Exercise input —
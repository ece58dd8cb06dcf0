//! satbox - headless rigid-body collision test harness
//!
//! Loads a named test scene, steps the simulation at its fixed rate, and
//! logs the contact manifolds produced each tick.

use satbox::config::AppConfig;
use satbox::scene;
use satbox::systems::{InputSnapshot, SimulationSystem};

fn main() {
    env_logger::init();

    let config = AppConfig::load().unwrap_or_else(|e| {
        log::warn!("Failed to load config: {}. Using defaults.", e);
        AppConfig::default()
    });

    let mut world = scene::build_scene(&config.scene.name, &config.physics.to_physics_config())
        .unwrap_or_else(|e| {
            // A scene that cannot be built has broken invariants; there is
            // nothing sensible to simulate
            log::error!("Failed to build scene '{}': {}", config.scene.name, e);
            std::process::exit(1);
        });

    let mut sim = SimulationSystem::new(config.harness.start_paused);
    let mut contact_ticks = 0u32;

    for tick in 0..config.harness.steps {
        let outcome = sim.update(&mut world, InputSnapshot::default());
        if !outcome.stepped {
            continue;
        }

        let manifolds = world.manifolds();
        if manifolds.is_empty() {
            continue;
        }
        contact_ticks += 1;

        if config.harness.log_contacts {
            for manifold in manifolds {
                log::info!(
                    "tick {}: {} contact point(s), normal ({:.3}, {:.3}, {:.3}), max depth {:.4}",
                    tick,
                    manifold.points.len(),
                    manifold.normal.x,
                    manifold.normal.y,
                    manifold.normal.z,
                    manifold.max_depth()
                );
            }
        }
    }

    let stats = world.last_stats();
    log::info!(
        "finished {} ticks: {} with contacts, {} pair tests in the final tick",
        config.harness.steps,
        contact_ticks,
        stats.pair_tests
    );
}
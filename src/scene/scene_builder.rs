//! Named test scenes
//!
//! Each scene populates a fresh physics world. The shapes here stand in for
//! the mesh-to-hull conversion an asset pipeline would provide: box hulls
//! and compound bodies assembled from several hulls.

use satbox_math::{Pose, Quat, Vec3};
use satbox_physics::{
    BodyKey, Collider, ConvexHull, HullError, PhysicsConfig, PhysicsWorld, RigidBody,
};
use std::fmt;

/// Error type for scene construction
#[derive(Debug)]
pub enum SceneError {
    /// The requested scene name is not a known scene
    UnknownScene(String),
    /// A collider's hull failed geometric validation
    Hull(HullError),
}

impl fmt::Display for SceneError {
    fn fmt(&self, f: &mut fmt::Formatter<'_>) -> fmt::Result {
        match self {
            SceneError::UnknownScene(name) => write!(f, "unknown scene '{}'", name),
            SceneError::Hull(err) => write!(f, "hull construction failed: {}", err),
        }
    }
}

impl std::error::Error for SceneError {
    fn source(&self) -> Option<&(dyn std::error::Error + 'static)> {
        match self {
            SceneError::UnknownScene(_) => None,
            SceneError::Hull(err) => Some(err),
        }
    }
}

impl From<HullError> for SceneError {
    fn from(err: HullError) -> Self {
        SceneError::Hull(err)
    }
}

/// Build a named scene into a new physics world
pub fn build_scene(name: &str, config: &PhysicsConfig) -> Result<PhysicsWorld, SceneError> {
    let world = match name {
        "drop_test" => drop_test(config)?,
        "collision_test" => collision_test(config)?,
        other => return Err(SceneError::UnknownScene(other.to_string())),
    };
    log::info!(
        "scene '{}': {} bodies, {} colliders",
        name,
        world.body_count(),
        world.collider_count()
    );
    Ok(world)
}

/// A box dropping onto a static floor with an explicitly supplied velocity
fn drop_test(config: &PhysicsConfig) -> Result<PhysicsWorld, SceneError> {
    let mut world = PhysicsWorld::with_config(config.clone());

    add_static_floor(&mut world, -1.0)?;

    let falling = world.add_body(
        RigidBody::new()
            .with_position(Vec3::new(0.0, 5.0, 0.0))
            .with_linear_velocity(Vec3::new(0.0, -3.0, 0.0)),
    );
    attach_box(&mut world, falling, Vec3::new(1.0, 1.0, 1.0), Pose::identity())?;

    Ok(world)
}

/// The collision-detection probe scene: a static floor, a tilted box, and a
/// compound table body built from several hulls
fn collision_test(config: &PhysicsConfig) -> Result<PhysicsWorld, SceneError> {
    let mut world = PhysicsWorld::with_config(config.clone());

    add_static_floor(&mut world, -10.0)?;

    let tilted = world.add_body(
        RigidBody::new()
            .with_position(Vec3::new(10.0, 0.0, 0.0))
            .with_orientation(Quat::from_axis_angle(Vec3::Z, 0.78)),
    );
    attach_box(&mut world, tilted, Vec3::new(1.0, 1.0, 1.0), Pose::identity())?;

    let table = world.add_body(
        RigidBody::new()
            .with_position(Vec3::new(0.0, 20.0, 0.0))
            .with_orientation(Quat::from_axis_angle(Vec3::Z, 0.78)),
    );
    // Tabletop plus four legs, one hull each
    attach_box(
        &mut world,
        table,
        Vec3::new(1.5, 0.1, 1.0),
        Pose::from_position(Vec3::new(0.0, 1.0, 0.0)),
    )?;
    for (x, z) in [(-1.3, -0.8), (1.3, -0.8), (-1.3, 0.8), (1.3, 0.8)] {
        attach_box(
            &mut world,
            table,
            Vec3::new(0.1, 0.5, 0.1),
            Pose::from_position(Vec3::new(x, 0.4, z)),
        )?;
    }

    Ok(world)
}

/// Static slab with its top face at `top_y`
fn add_static_floor(world: &mut PhysicsWorld, top_y: f32) -> Result<(), SceneError> {
    let half = Vec3::new(20.0, 1.0, 20.0);
    let floor = world.add_body(RigidBody::new_static(Vec3::new(0.0, top_y - half.y, 0.0)));
    attach_box(world, floor, half, Pose::identity())?;
    Ok(())
}

fn attach_box(
    world: &mut PhysicsWorld,
    body: BodyKey,
    half_extents: Vec3,
    local_pose: Pose,
) -> Result<(), SceneError> {
    let hull = ConvexHull::cuboid(half_extents)?;
    // The body key was just created by the caller, so attach cannot fail
    world.attach_collider(body, Collider::hull(hull).with_local_pose(local_pose));
    Ok(())
}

What you are asked to do —
Return every line from the entries above that contains the word "BodyKey".

Completed task —
    BodyKey, Collider, ConvexHull, HullError, PhysicsConfig, PhysicsWorld, RigidBody,
    body: BodyKey,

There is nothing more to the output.